**Collected data:**
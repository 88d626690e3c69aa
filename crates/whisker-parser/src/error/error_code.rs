//! Error codes for template diagnostics.
//!
//! Error codes are organized by phase:
//! - `E0xx` - Lexer errors
//! - `E1xx` - Parser errors

use std::fmt;

/// Error codes for categorizing diagnostic errors.
#[derive(Debug, Clone, Copy, PartialEq, Eq, Hash)]
pub enum ErrorCode {
    // =========================================================================
    // Lexer Errors (E0xx)
    // =========================================================================
    /// Unterminated string literal.
    ///
    /// A quoted literal inside a tag reached a line break or the end of input
    /// before its closing quote.
    E001,

    /// Unexpected character.
    ///
    /// A character that cannot start any token was found inside a tag.
    E002,

    /// Malformed closing delimiter.
    ///
    /// A tag was not closed with `}}`, or a raw tag was not closed with `}}}`.
    E003,

    /// Control character in a raw tag.
    ///
    /// `!`, `>`, `^` and `#` cannot follow a raw opening delimiter `{{{`.
    E004,

    /// Unterminated comment.
    ///
    /// A comment tag reached the end of input before its closing delimiter.
    E005,

    // =========================================================================
    // Parser Errors (E1xx)
    // =========================================================================
    /// Unbalanced closing tag.
    ///
    /// A block closing tag names a different block than the one that is open,
    /// or no block is open at all.
    E100,

    /// Unclosed block.
    ///
    /// The input ended while a block tag was still open.
    E101,

    /// Missing token.
    ///
    /// A token required by the tag grammar, such as a closing delimiter or
    /// parenthesis, was not found.
    E102,
}

impl ErrorCode {
    /// Returns the numeric code as a string (e.g., "E001").
    pub fn as_str(&self) -> &'static str {
        match self {
            // Lexer errors
            ErrorCode::E001 => "E001",
            ErrorCode::E002 => "E002",
            ErrorCode::E003 => "E003",
            ErrorCode::E004 => "E004",
            ErrorCode::E005 => "E005",
            // Parser errors
            ErrorCode::E100 => "E100",
            ErrorCode::E101 => "E101",
            ErrorCode::E102 => "E102",
        }
    }

    /// Returns a short description of what this error code means.
    pub fn description(&self) -> &'static str {
        match self {
            // Lexer errors
            ErrorCode::E001 => "unterminated string literal",
            ErrorCode::E002 => "unexpected character",
            ErrorCode::E003 => "malformed closing delimiter",
            ErrorCode::E004 => "control character in raw tag",
            ErrorCode::E005 => "unterminated comment",
            // Parser errors
            ErrorCode::E100 => "unbalanced closing tag",
            ErrorCode::E101 => "unclosed block",
            ErrorCode::E102 => "missing token",
        }
    }
}

impl fmt::Display for ErrorCode {
    fn fmt(&self, f: &mut fmt::Formatter<'_>) -> fmt::Result {
        write!(f, "{}", self.as_str())
    }
}

#[cfg(test)]
mod tests {
    use super::*;

    #[test]
    fn test_error_code_display() {
        assert_eq!(ErrorCode::E001.to_string(), "E001");
        assert_eq!(ErrorCode::E100.to_string(), "E100");
    }

    #[test]
    fn test_error_code_description() {
        assert_eq!(ErrorCode::E001.description(), "unterminated string literal");
        assert_eq!(ErrorCode::E100.description(), "unbalanced closing tag");
        assert_eq!(ErrorCode::E101.description(), "unclosed block");
    }
}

**The problem:** Only an exact transcription of all the entries will do.

**Task response:**
repository 88d626690e3c69aa
filename crates/whisker-parser/src/error/error_code.rs
//! Error codes for template diagnostics.
//!
//! Error codes are organized by phase:
//! - `E0xx` - Lexer errors
//! - `E1xx` - Parser errors

use std::fmt;

/// Error codes for categorizing diagnostic errors.
#[derive(Debug, Clone, Copy, PartialEq, Eq, Hash)]
pub enum ErrorCode {
    // =========================================================================
    // Lexer Errors (E0xx)
    // =========================================================================
    /// Unterminated string literal.
    ///
    /// A quoted literal inside a tag reached a line break or the end of input
    /// before its closing quote.
    E001,

    /// Unexpected character.
    ///
    /// A character that cannot start any token was found inside a tag.
    E002,

    /// Malformed closing delimiter.
    ///
    /// A tag was not closed with `}}`, or a raw tag was not closed with `}}}`.
    E003,

    /// Control character in a raw tag.
    ///
    /// `!`, `>`, `^` and `#` cannot follow a raw opening delimiter `{{{`.
    E004,

    /// Unterminated comment.
    ///
    /// A comment tag reached the end of input before its closing delimiter.
    E005,

    // =========================================================================
    // Parser Errors (E1xx)
    // =========================================================================
    /// Unbalanced closing tag.
    ///
    /// A block closing tag names a different block than the one that is open,
    /// or no block is open at all.
    E100,

    /// Unclosed block.
    ///
    /// The input ended while a block tag was still open.
    E101,

    /// Missing token.
    ///
    /// A token required by the tag grammar, such as a closing delimiter or
    /// parenthesis, was not found.
    E102,
}

impl ErrorCode {
    /// Returns the numeric code as a string (e.g., "E001").
    pub fn as_str(&self) -> &'static str {
        match self {
            // Lexer errors
            ErrorCode::E001 => "E001",
            ErrorCode::E002 => "E002",
            ErrorCode::E003 => "E003",
            ErrorCode::E004 => "E004",
            ErrorCode::E005 => "E005",
            // Parser errors
            ErrorCode::E100 => "E100",
            ErrorCode::E101 => "E101",
            ErrorCode::E102 => "E102",
        }
    }

    /// Returns a short description of what this error code means.
    pub fn description(&self) -> &'static str {
        match self {
            // Lexer errors
            ErrorCode::E001 => "unterminated string literal",
            ErrorCode::E002 => "unexpected character",
            ErrorCode::E003 => "malformed closing delimiter",
            ErrorCode::E004 => "control character in raw tag",
            ErrorCode::E005 => "unterminated comment",
            // Parser errors
            ErrorCode::E100 => "unbalanced closing tag",
            ErrorCode::E101 => "unclosed block",
            ErrorCode::E102 => "missing token",
        }
    }
}

impl fmt::Display for ErrorCode {
    fn fmt(&self, f: &mut fmt::Formatter<'_>) -> fmt::Result {
        write!(f, "{}", self.as_str())
    }
}

#[cfg(test)]
mod tests {
    use super::*;

    #[test]
    fn test_error_code_display() {
        assert_eq!(ErrorCode::E001.to_string(), "E001");
        assert_eq!(ErrorCode::E100.to_string(), "E100");
    }

    #[test]
    fn test_error_code_description() {
        assert_eq!(ErrorCode::E001.description(), "unterminated string literal");
        assert_eq!(ErrorCode::E100.description(), "unbalanced closing tag");
        assert_eq!(ErrorCode::E101.description(), "unclosed block");
    }
}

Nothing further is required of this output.